The State argued that the warrantless search of the- glove compartment of defendant’s car by the officers was part of a valid police inventory of the car’s contents. The Phifer. Court held, however, that based upon the language in Opperman, 428 U.S. 364 (1976), the search could not be justified as a constitutionally-valid inventory search.

In upholding the validity of such searches, the Phifer Court adopted a standard for impounding automobiles:

“In the interests of public safety and as part of what the Court has called ‘community caretaking functions,’ automobiles are frequently taken into police custody. Vehicle accidents present one such occasion. To permit the uninterrupted flow of traffic and in some circumstances to preserve *753evidence, disabled or damaged vehicles will often be removed from the highways or streets at the behest of police engaged solely in caretaking and traffic-control activities. . . .”

Phifer, 297 N.C. at 219, 254 S.E.2d at 587 (quoting Opperman, 428 U.S. at 368-69).

The Phifer Court further noted that police have the authority to “remove and impound automobiles which violate parking ordinances and which thereby jeopardize both the public safety and the efficient movement of vehicular traffic. The authority of police to seize and remove from the streets vehicles impeding traffic or threatening public safety and convenience is-beyond challenge.” Id.

Application of the above principles to the circumstances of the case sub judice leads us to conclude .that had the automobile in question been obstructing traffic, been a disabled or damaged vehicle, or threatened the public safety by some other means, then the impoundment and subsequent search would be justified as a valid inventory search. However, this is not the case. Here, as in Phifer, the officer who searched the defendant’s car completely failed to follow the standard procedures for towing and inventory established by the Police Department. Officer Simmons, who searched defendant’s car, testified at trial that defendant was not present to make a disposition about the car, that the car was presenting no traffic hazard, parked as it was in the Club 41 parking lot, and that towing the car was in no way necessary to an arrest.

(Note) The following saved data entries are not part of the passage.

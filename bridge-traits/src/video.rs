//! Video surface bridge used by the full-screen video overlay.

use std::time::Duration;

use crate::{error::Result, platform::PlatformSendSync};

/// A platform video element showing the current track's video.
#[cfg_attr(target_arch = "wasm32", async_trait::async_trait(?Send))]
#[cfg_attr(not(target_arch = "wasm32"), async_trait::async_trait)]
pub trait VideoSurface: PlatformSendSync {
    /// Start playback; resolves once the platform confirms it.
    async fn play(&self) -> Result<()>;

    /// Pause playback, keeping the position.
    fn pause(&self);

    /// Move the playhead to an absolute position.
    fn seek(&self, position: Duration);

    /// Current playhead position.
    fn position(&self) -> Duration;
}
//! # Desktop Bridge Implementations
//!
//! Default implementations of host bridge traits for desktop builds and tests.
//!
//! ## Overview
//!
//! - `SettingsStore` as an in-memory map with optional JSON-file persistence
//! - `Notifier` forwarding user notices to `tracing`
//!
//! Media output, catalog services and video surfaces are inherently
//! host-specific and are not shimmed here.
//!
//! ## Usage
//!
//! ```ignore
//! use bridge_desktop::{MemorySettingsStore, TracingNotifier};
//! use std::sync::Arc;
//!
//! #[tokio::main]
//! async fn main() {
//!     let settings = MemorySettingsStore::open("settings.json".into()).await.unwrap();
//!     let notifier = TracingNotifier::new();
//!
//!     // Use in core configuration
//! }
//! ```

mod notifier;
mod settings;

pub use notifier::TracingNotifier;
pub use settings::MemorySettingsStore;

Officer Simmons also testified that he decided to tow the BMW so it would not be vandalized. Nowhere in the procedure for towing and inventory does this appear as a ground upon which an officer may tow an automobile and thereby be authorized to perform an inventory search.

Further, the record is void of any evidence which would establish that a sufficient period of time had elapsed before the police determined that the automobile was abandoned. To authorize impoundment and a subsequent inventory search of an automobile that presents no traffic hazard without requiring that more time elapse than in the present case before the car is deemed abandoned would be to authorize the police to impound and search any and every car for which the owner cannot immediately be found.

Therefore, we find that it was impermissible for the officers to inventory, impound, or tow defendant’s car. For the reversible *754error committed by the court in denying his motion to suppress, defendant is entitled to a new trial. ■

Reversed and Remanded.

Judge EAGLES concurs.

Judge JOHN concurs in the result only without separate opinion.